Scientists have so far searched for QSLs by cooling materials to extremely low temperatures and looking for those two characteristics which CeMgAl₁₁O₁₉ possesses: a blurred continuum of states and chaotic magnetic behavior that doesn't follow the normal rules.

Properties of the material, including its spin waves, were used to ascertain the nature of the material. (Gao et al., Sci.
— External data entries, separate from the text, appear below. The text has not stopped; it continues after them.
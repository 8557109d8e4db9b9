//! Test support for the uptime calculator
//!
//! Shared builders for registries and reports used across the interval and
//! calculator tests.

mod interval_tests;

use crate::app::models::{AvailabilityReport, Station, StationRegistry};

/// Build a registry from `(station_id, charger_ids)` pairs
pub fn registry_of(stations: &[(u32, &[u32])]) -> StationRegistry {
    let mut registry = StationRegistry::new();
    for &(station_id, charger_ids) in stations {
        registry.register(Station::new(station_id, charger_ids.to_vec()));
    }
    registry
}

/// Shorthand report constructor
pub fn report(charger_id: u32, start_time: u64, end_time: u64, is_up: bool) -> AvailabilityReport {
    AvailabilityReport {
        charger_id,
        start_time,
        end_time,
        is_up,
    }
}
//! Core input parser implementation
//!
//! Walks the file line by line, tracking the active section, and builds the
//! station registry before any report is validated against it. The section
//! policy is strict: each header may appear at most once, and the stations
//! section must be complete before the reports header is seen.

use std::path::Path;
use tracing::debug;

use super::field_parsers::{parse_id, parse_time, parse_up_flag};
use crate::app::models::{AvailabilityReport, Station, StationRegistry};
use crate::constants::{REPORT_FIELD_COUNT, REPORTS_HEADER, STATIONS_HEADER};
use crate::{Error, Result};

/// Fully validated parse output
#[derive(Debug, Clone)]
pub struct ParsedInput {
    pub registry: StationRegistry,
    pub reports: Vec<AvailabilityReport>,
}

/// Active section while walking the file
#[derive(Debug, Clone, Copy, PartialEq, Eq)]
enum Section {
    None,
    Stations,
    Reports,
}

/// Parse the input file at `path`
///
/// Reads the whole file into memory and delegates to [`parse_str`]. A
/// missing or unreadable file is a validation failure like any other.
pub fn parse_file(path: &Path) -> Result<ParsedInput> {
    let content = std::fs::read_to_string(path).map_err(|e| match e.kind() {
        std::io::ErrorKind::NotFound => Error::file_not_found(path.display().to_string()),
        _ => Error::file_read(path.display().to_string(), e),
    })?;

    parse_str(&content)
}

/// Parse input text into a station registry and validated reports
///
/// Fails fast at the first violation; errors carry the 1-based line number.
/// An input declaring zero stations is itself an error.
pub fn parse_str(content: &str) -> Result<ParsedInput> {
    let mut registry = StationRegistry::new();
    let mut reports = Vec::new();
    let mut section = Section::None;
    let mut stations_seen = false;
    let mut reports_seen = false;

    for (index, raw_line) in content.lines().enumerate() {
        let line_number = index + 1;
        let line = raw_line.trim();

        if line.is_empty() {
            continue;
        }

        if line == STATIONS_HEADER {
            // Stations must come first and only once
            if stations_seen || reports_seen {
                return Err(Error::misplaced_section(STATIONS_HEADER, line_number));
            }
            stations_seen = true;
            section = Section::Stations;
            continue;
        }

        if line == REPORTS_HEADER {
            if reports_seen || !stations_seen {
                return Err(Error::misplaced_section(REPORTS_HEADER, line_number));
            }
            reports_seen = true;
            section = Section::Reports;
            continue;
        }

        match section {
            Section::None => return Err(Error::data_before_header(line_number)),
            Section::Stations => parse_station_line(line, line_number, &mut registry)?,
            Section::Reports => {
                reports.push(parse_report_line(line, line_number, &registry)?);
            }
        }
    }

    if registry.is_empty() {
        return Err(Error::NoStations);
    }

    debug!(
        stations = registry.station_count(),
        chargers = registry.charger_count(),
        reports = reports.len(),
        "parsed input"
    );

    Ok(ParsedInput { registry, reports })
}

/// Parse one station line: `stationID [chargerID ...]`
fn parse_station_line(line: &str, line_number: usize, registry: &mut StationRegistry) -> Result<()> {
    let tokens: Vec<&str> = line.split_whitespace().collect();
    let Some((station_token, charger_tokens)) = tokens.split_first() else {
        // Blank lines are filtered before dispatch
        return Ok(());
    };

    let station_id = parse_id(station_token, "Station ID", line_number)?;
    if registry.contains_station(station_id) {
        return Err(Error::duplicate_station(station_id, line_number));
    }

    let mut charger_ids = Vec::with_capacity(charger_tokens.len());
    for token in charger_tokens {
        let charger_id = parse_id(token, "Charger ID", line_number)?;
        // Uniqueness is file-global, including within this line
        if registry.owner_of(charger_id).is_some() || charger_ids.contains(&charger_id) {
            return Err(Error::duplicate_charger(charger_id, line_number));
        }
        charger_ids.push(charger_id);
    }

    registry.register(Station::new(station_id, charger_ids));
    Ok(())
}

/// Parse one report line: `chargerID startTime endTime upFlag`
fn parse_report_line(
    line: &str,
    line_number: usize,
    registry: &StationRegistry,
) -> Result<AvailabilityReport> {
    let tokens: Vec<&str> = line.split_whitespace().collect();
    if tokens.len() != REPORT_FIELD_COUNT {
        return Err(Error::malformed_report(
            line_number,
            REPORT_FIELD_COUNT,
            tokens.len(),
        ));
    }

    let charger_id = parse_id(tokens[0], "Charger ID", line_number)?;
    let start_time = parse_time(tokens[1], "Start time", line_number)?;
    let end_time = parse_time(tokens[2], "End time", line_number)?;
    let is_up = parse_up_flag(tokens[3], line_number)?;

    if start_time >= end_time {
        return Err(Error::invalid_time_range(line_number));
    }

    // The stations section is complete by the time any report is checked
    if registry.owner_of(charger_id).is_none() {
        return Err(Error::unknown_charger(charger_id, line_number));
    }

    Ok(AvailabilityReport {
        charger_id,
        start_time,
        end_time,
        is_up,
    })
}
Adv., 2026)

Though these materials (or more specifically, material phases) have long been theorized, and scientists have had some success with synthetic QSLs engineered in the lab, they have yet to find definitive examples occurring in nature.

What CeMgAl₁₁O₁₉ shows is that those two 'tell-tale' trademarks of QSLs aren't as reliable as physicists have thought.
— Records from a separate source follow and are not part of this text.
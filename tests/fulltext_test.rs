//! Integration tests for full-text queries: index-backed plans and scan
//! plans must return the same nodes.

use glaive::index::collect_ids;
use glaive::prelude::*;

const TEXTS: &[&str] = &[
    "The quick brown fox jumps over the lazy dog",
    "Quick thinking saves the day",
    "A café in Paris",
    "Brown bread and brown rice",
    "QUICK QUICK slow",
    "jumping foxes are running",
];

fn corpus(fulltext: FtIndexOptions) -> Result<Data> {
    let config = IndexConfig {
        fulltext: Some(fulltext),
        ..IndexConfig::default()
    };
    let mut builder = DataBuilder::new(config);
    builder.open_element("texts")?;
    for text in TEXTS {
        builder.open_element("p")?;
        builder.text(text)?;
        builder.close_element()?;
    }
    builder.close_element()?;
    builder.finish()
}

fn query(ft: FtExpr) -> Expr {
    Expr::filter(Expr::text(), Expr::contains(Expr::context(), ft))
}

/// Plan and matching text values under the given optimizer settings.
fn run(data: &Data, ft: FtExpr, index_rewrites: bool) -> Result<(String, Vec<String>)> {
    let mut config = EngineConfig::default();
    config.optimizer.index_rewrites = index_rewrites;
    let mut processor = QueryProcessor::new(query(ft), config);
    let plan = processor.compile(data)?;
    let ids = collect_ids(processor.nodes(data)?.as_mut());
    Ok((plan, ids.into_iter().map(|id| data.string_value(id)).collect()))
}

fn assert_equivalent(data: &Data, ft: FtExpr) -> Result<Vec<String>> {
    let (index_plan, from_index) = run(data, ft.clone(), true)?;
    let (scan_plan, from_scan) = run(data, ft, false)?;
    assert!(index_plan.starts_with("fulltext-index("), "{index_plan}");
    assert!(scan_plan.starts_with("//text()["), "{scan_plan}");
    assert_eq!(from_index, from_scan, "{index_plan}");
    Ok(from_index)
}

#[test]
fn test_case_insensitive_query_on_case_sensitive_index_falls_back_to_scan() -> Result<()> {
    let sensitive = corpus(FtIndexOptions {
        case_sensitive: true,
        ..FtIndexOptions::default()
    })?;
    let insensitive = corpus(FtIndexOptions::default())?;
    let ft = FtExpr::words("quick", WordsMode::Any).with_options(FtOptions::new().with_case(FtCase::Insensitive));

    let (fallback_plan, fallback) = run(&sensitive, ft.clone(), true)?;
    let (index_plan, indexed) = run(&insensitive, ft, true)?;

    assert!(fallback_plan.starts_with("//text()["), "{fallback_plan}");
    assert!(index_plan.starts_with("fulltext-index("), "{index_plan}");
    assert_eq!(fallback, indexed);
    assert_eq!(indexed.len(), 3);
    Ok(())
}

#[test]
fn test_words_modes() -> Result<()> {
    let data = corpus(FtIndexOptions::default())?;

    let any = assert_equivalent(&data, FtExpr::words("fox rice", WordsMode::Any))?;
    assert_eq!(any, vec![TEXTS[0], TEXTS[3]]);

    let all = assert_equivalent(&data, FtExpr::words("brown quick", WordsMode::All))?;
    assert_eq!(all, vec![TEXTS[0]]);

    let phrase = assert_equivalent(&data, FtExpr::words("brown fox", WordsMode::Phrase))?;
    assert_eq!(phrase, vec![TEXTS[0]]);

    let none = assert_equivalent(&data, FtExpr::words("fox brown", WordsMode::Phrase))?;
    assert!(none.is_empty());
    Ok(())
}

#[test]
fn test_diacritics_are_folded_by_default() -> Result<()> {
    let data = corpus(FtIndexOptions::default())?;
    let hits = assert_equivalent(&data, FtExpr::words("cafe", WordsMode::Any))?;
    assert_eq!(hits, vec![TEXTS[2]]);
    Ok(())
}

#[test]
fn test_case_sensitive_index() -> Result<()> {
    let data = corpus(FtIndexOptions {
        case_sensitive: true,
        ..FtIndexOptions::default()
    })?;
    let upper = FtExpr::words("QUICK", WordsMode::Any).with_options(FtOptions::new().with_case(FtCase::Sensitive));
    assert_eq!(assert_equivalent(&data, upper)?, vec![TEXTS[4]]);

    let uppercased = FtExpr::words("quick", WordsMode::Any).with_options(FtOptions::new().with_case(FtCase::Upper));
    assert_eq!(assert_equivalent(&data, uppercased)?, vec![TEXTS[4]]);
    Ok(())
}

#[test]
fn test_stemming_index() -> Result<()> {
    let data = corpus(FtIndexOptions {
        stemming: true,
        ..FtIndexOptions::default()
    })?;
    let stemmed = FtExpr::words("running", WordsMode::Any).with_options(FtOptions::new().with_stemming(true));
    assert_eq!(assert_equivalent(&data, stemmed)?, vec![TEXTS[5]]);

    // The index stems every token, so unstemmed queries cannot use it.
    let (plan, _) = run(&data, FtExpr::words("running", WordsMode::Any), true)?;
    assert!(plan.starts_with("//text()["), "{plan}");
    Ok(())
}

#[test]
fn test_combinators() -> Result<()> {
    let data = corpus(FtIndexOptions::default())?;

    let and = FtExpr::and(vec![
        FtExpr::words("brown", WordsMode::Any),
        FtExpr::words("rice", WordsMode::Any),
    ]);
    assert_eq!(assert_equivalent(&data, and)?, vec![TEXTS[3]]);

    let or = FtExpr::or(vec![
        FtExpr::words("paris", WordsMode::Any),
        FtExpr::words("day", WordsMode::Any),
    ]);
    assert_eq!(assert_equivalent(&data, or)?, vec![TEXTS[1], TEXTS[2]]);
    Ok(())
}

#[test]
fn test_positional_constraints() -> Result<()> {
    let data = corpus(FtIndexOptions::default())?;

    let window = FtExpr::words("quick dog", WordsMode::All).with_options(FtOptions::new().with_window(3));
    assert!(assert_equivalent(&data, window)?.is_empty());

    let wide = FtExpr::words("quick dog", WordsMode::All).with_options(FtOptions::new().with_window(9));
    assert_eq!(assert_equivalent(&data, wide)?, vec![TEXTS[0]]);

    let at_start = FtExpr::words("quick", WordsMode::Any).with_position(PositionFilter::Start);
    assert_eq!(assert_equivalent(&data, at_start)?, vec![TEXTS[1], TEXTS[4]]);

    let at_end = FtExpr::words("dog rice", WordsMode::Any).with_position(PositionFilter::End);
    assert_eq!(assert_equivalent(&data, at_end)?, vec![TEXTS[0], TEXTS[3]]);
    Ok(())
}

#[test]
fn test_negation_is_never_index_backed() -> Result<()> {
    let data = corpus(FtIndexOptions::default())?;
    let ft = FtExpr::not(FtExpr::words("quick", WordsMode::Any));
    let (plan, hits) = run(&data, ft, true)?;
    assert!(plan.starts_with("//text()["), "{plan}");
    assert_eq!(hits, vec![TEXTS[2], TEXTS[3], TEXTS[5]]);
    Ok(())
}

#[test]
fn test_one_ineligible_operand_keeps_the_whole_array_on_scan() -> Result<()> {
    let data = corpus(FtIndexOptions::default())?;
    let ft = FtExpr::or(vec![
        FtExpr::words("paris", WordsMode::Any),
        FtExpr::not(FtExpr::words("quick", WordsMode::Any)),
    ]);
    let (plan, hits) = run(&data, ft.clone(), true)?;
    let (_, scanned) = run(&data, ft, false)?;
    assert!(plan.starts_with("//text()["), "{plan}");
    assert_eq!(hits, scanned);
    assert_eq!(hits, vec![TEXTS[2], TEXTS[3], TEXTS[5]]);
    Ok(())
}

#[test]
fn test_wildcards() -> Result<()> {
    let data = corpus(FtIndexOptions::default())?;
    let ft = FtExpr::words("fox.*", WordsMode::Any).with_options(FtOptions::new().with_wildcards(true));
    assert_eq!(assert_equivalent(&data, ft)?, vec![TEXTS[0], TEXTS[5]]);
    Ok(())
}
//! `glaive` binary: full-text search, value lookup and index statistics
//! over a JSON Lines records file.

use std::io::Write;
use std::process;

use clap::Parser;
use env_logger::Builder;
use log::LevelFilter;

use glaive::cli::args::GlaiveArgs;
use glaive::cli::commands::execute_command;

fn main() {
    let args = GlaiveArgs::parse();

    // Warnings cover skipped input lines and index fallbacks; debug shows
    // every rewrite and the final plan.
    let log_level = match args.verbosity() {
        0 => LevelFilter::Error,
        1 => LevelFilter::Warn,
        2 => LevelFilter::Info,
        _ => LevelFilter::Debug,
    };

    // GLAIVE_LOG takes env_logger filter syntax and overrides -v/-q.
    Builder::new()
        .filter_level(log_level)
        .parse_env("GLAIVE_LOG")
        .format(|buf, record| writeln!(buf, "[{}] {}", record.level(), record.args()))
        .init();

    if let Err(e) = execute_command(args) {
        eprintln!("Error: {e}");
        process::exit(1);
    }
}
Using a variety of techniques that included bouncing X-rays and neutrons off the crystal material, lowering its temperature, and applying magnetic fields, the researchers found the material wasn't a QSL after all.

Competing magnetic forces inside the material, plus its unusual arrangement of atoms, were in fact causing the QSL-like effects – so while CeMgAl₁₁O₁₉ can be ruled out as a QSL, it's still an intriguing state of matter that's new to science.

"We were interested in this material, which had a collection of characteristics we hadn't seen before," says physicist Tong Chen, from Rice University.

"It was not a quantum spin liquid, yet we were observing what we thought were quantum spin liquid-associated behaviors."

This may not seem particularly relevant to everyday life, but there are some potentially huge breakthroughs associated with QSLs, especially in the field of quantum computing.

These systems promise an exponential leap in terms of processing power, but they're still some way from becoming reality – at least in fully realized forms that are useful outside of laboratory benchmarks.

It's thought that QSLs could help improve the stability of quantum computer systems, which, in their current prototype form, are incredibly fragile and prone to errors. Potentially, QSL particles could make quantum data storage more resilient.

If these computers can be developed and optimized, then there's good reason to believe the boost in performance would benefit climate change modeling, weather forecasting, drug discoveries, and more.

It's the 'spin' in the QSL that's crucial: It refers to a certain type of momentum that a particle shows when it moves through a magnetic state. In a QSL, that momentum is notably disordered, according to current hypotheses.

Progress is definitely being made in identifying QSL candidates, though their rarity makes them challenging to track down.

While there will be some disappointment that CeMgAl₁₁O₁₉ isn't our first, genuine QSL, it nevertheless has a fascinating set of properties – and will serve as a useful benchmark for scientists trying to find these elusive materials.

Related: Atomic Clocks Could Reveal The Hidden Quantum Nature of Time Itself

"This is a new state of matter that, to our knowledge, we are the first to describe," says physicist Pengcheng Dai, from Rice University.

"It underscores the importance of careful observation and thorough investigation of your data."

The research has been published in Science Advances.